Dual crosslinked interpenetrating polymer network (IPN) beads of sodium alginate reinforced with curdlan-grafted poly-N-isopropylacrylamide/montmorillonite [Cud-g-PNIPA-/MMT] nanocomposites were accomplished for effective delivery of erlotinib HCl (ERL) to triple-negative breast cancer (TNBC) cells. Different beads exhibited variable size (1.30-1.47 mm) and excellent drug entrapment efficiency (DEE, 49.35-93.01%), which were influenced by the contents of reinforcing clay (MMT) in the composites. The SEM photographs also displayed the spherical morphology of the beads, and the results of infrared, thermal, and X-ray diffraction studies conferred a compatible environment of ERL in the matrices.
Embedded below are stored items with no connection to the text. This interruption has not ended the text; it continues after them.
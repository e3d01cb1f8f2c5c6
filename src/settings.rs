//! User settings from `settings.conf` and their mapping onto
//! [`RunnerConfig`].

mod parse;
mod paths;

use std::fmt;
use std::path::{Path, PathBuf};
use std::sync::Arc;
use std::time::Duration;

pub use paths::ConfigPaths;

use crate::exec::{DEFAULT_CAPTURE_TIMEOUT, RunnerConfig};
use crate::feedback::TerminalFeedback;
use crate::platform::Shell;
use parse::{parse_bool, parse_key_value, skip_comment_or_empty};

/// Log levels accepted by `log_level`.
const LOG_LEVELS: [&str; 5] = ["trace", "debug", "info", "warn", "error"];

/// Errors raised while loading settings.
#[derive(Debug)]
pub enum SettingsError {
    /// The settings file exists but cannot be read.
    Io {
        /// File involved.
        path: PathBuf,
        /// Underlying error.
        source: std::io::Error,
    },
}

impl fmt::Display for SettingsError {
    fn fmt(&self, f: &mut fmt::Formatter<'_>) -> fmt::Result {
        match self {
            Self::Io { path, source } => {
                write!(f, "cannot read settings {}: {source}", path.display())
            }
        }
    }
}

impl std::error::Error for SettingsError {
    fn source(&self) -> Option<&(dyn std::error::Error + 'static)> {
        match self {
            Self::Io { source, .. } => Some(source),
        }
    }
}

/// What: Values read from `settings.conf`.
#[derive(Debug, Clone, PartialEq, Eq)]
pub struct Settings {
    /// Default tracing level.
    pub log_level: String,
    /// Echo command and platform before streaming runs.
    pub show_command: bool,
    /// Password hint before streaming `sudo` commands.
    pub sudo_notice: bool,
    /// Animated spinner for capture-mode runs.
    pub spinner: bool,
    /// Capture-mode limit (`None` = unbounded).
    pub capture_timeout: Option<Duration>,
    /// Streaming limit (`None` = unbounded).
    pub stream_timeout: Option<Duration>,
    /// Parallel batch concurrency cap (0 = unbounded).
    pub max_parallel: usize,
    /// Shell override.
    pub shell: Option<PathBuf>,
}

impl Default for Settings {
    fn default() -> Self {
        Self {
            log_level: "info".to_string(),
            show_command: true,
            sudo_notice: true,
            spinner: true,
            capture_timeout: Some(DEFAULT_CAPTURE_TIMEOUT),
            stream_timeout: None,
            max_parallel: 0,
            shell: None,
        }
    }
}

impl Settings {
    /// What: Parse settings file content.
    ///
    /// Inputs:
    /// - `content`: Text of `settings.conf`.
    ///
    /// Output:
    /// - Settings with every recognized, well-formed key applied over the
    ///   defaults.
    ///
    /// Details:
    /// - Unknown keys and malformed values are logged and ignored.
    #[must_use]
    pub fn parse(content: &str) -> Self {
        let mut settings = Self::default();
        for (idx, line) in content.lines().enumerate() {
            if skip_comment_or_empty(line) {
                continue;
            }
            let Some((key, value)) = parse_key_value(line) else {
                tracing::warn!(line = idx + 1, "[Settings] Ignoring line without '='");
                continue;
            };
            if !settings.apply(&key, &value) {
                tracing::warn!(line = idx + 1, key, value, "[Settings] Ignoring setting");
            }
        }
        settings
    }

    /// Apply one key; `false` when the key is unknown or the value malformed.
    fn apply(&mut self, key: &str, value: &str) -> bool {
        match key {
            "log_level" => {
                let lv = value.to_ascii_lowercase();
                if !LOG_LEVELS.contains(&lv.as_str()) {
                    return false;
                }
                self.log_level = lv;
            }
            "show_command" => return set_bool(&mut self.show_command, value),
            "sudo_notice" => return set_bool(&mut self.sudo_notice, value),
            "spinner" => return set_bool(&mut self.spinner, value),
            "capture_timeout_secs" => return set_timeout(&mut self.capture_timeout, value),
            "stream_timeout_secs" => return set_timeout(&mut self.stream_timeout, value),
            "max_parallel" => match value.parse::<usize>() {
                Ok(n) => self.max_parallel = n,
                Err(_) => return false,
            },
            "shell" => {
                self.shell = (!value.is_empty()).then(|| PathBuf::from(value));
            }
            _ => return false,
        }
        true
    }

    /// What: Load settings from `path`.
    ///
    /// Output:
    /// - Parsed settings, or defaults when the file does not exist.
    ///
    /// # Errors
    /// - [`SettingsError::Io`] when the file exists but cannot be read.
    pub fn load(path: &Path) -> Result<Self, SettingsError> {
        match std::fs::read_to_string(path) {
            Ok(content) => {
                tracing::debug!(path = %path.display(), "[Settings] Loaded");
                Ok(Self::parse(&content))
            }
            Err(e) if e.kind() == std::io::ErrorKind::NotFound => {
                tracing::debug!(path = %path.display(), "[Settings] No settings file; using defaults");
                Ok(Self::default())
            }
            Err(source) => Err(SettingsError::Io {
                path: path.to_path_buf(),
                source,
            }),
        }
    }

    /// Runner configuration with terminal feedback.
    #[must_use]
    pub fn runner_config(&self) -> RunnerConfig {
        RunnerConfig {
            shell: self.shell.as_ref().map(Shell::new),
            capture_timeout: self.capture_timeout,
            stream_timeout: self.stream_timeout,
            show_command: self.show_command,
            sudo_notice: self.sudo_notice,
            handle_interrupts: true,
            feedback: Arc::new(TerminalFeedback::new(self.spinner)),
        }
    }

    /// Parallel concurrency cap, if any.
    #[must_use]
    pub const fn parallel_limit(&self) -> Option<usize> {
        if self.max_parallel == 0 {
            None
        } else {
            Some(self.max_parallel)
        }
    }
}

/// Store a parsed boolean.
fn set_bool(slot: &mut bool, value: &str) -> bool {
    let Some(b) = parse_bool(value) else {
        return false;
    };
    *slot = b;
    true
}

/// Store a timeout in seconds; `0` means unbounded.
fn set_timeout(slot: &mut Option<Duration>, value: &str) -> bool {
    let Ok(secs) = value.parse::<f64>() else {
        return false;
    };
    match Duration::try_from_secs_f64(secs) {
        Ok(limit) => {
            *slot = (!limit.is_zero()).then_some(limit);
            true
        }
        Err(_) => false,
    }
}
Moreover, the sustained drug release profiles (Q(8h), 73.79-84.24%) of various matrices were best fitted in the Korsmeyer-Peppas kinetic model with Fickian diffusion-driven mechanism. Furthermore, the beads demonstrated temperature-responsive swelling behavior and their molar masses between crosslinks ((m) over bar (c)) estimated by Flory-Rehner equation were enhanced with temperature. The beads containing 20% MMT (F-3) displayed a faster biodegradability than the control matrices (F-1, 0% MMT). The mucin adsorption ability of F-1 and F-3 followed Freundlich isotherm and Langmuir isotherm, respectively. As compared to pristine drug, F-3 bestowed an increased sensitivity on MDA-MB-231 cells. Thus, the Cud/alginate IPN beads could be employed as efficient drug carriers for TNBC therapy.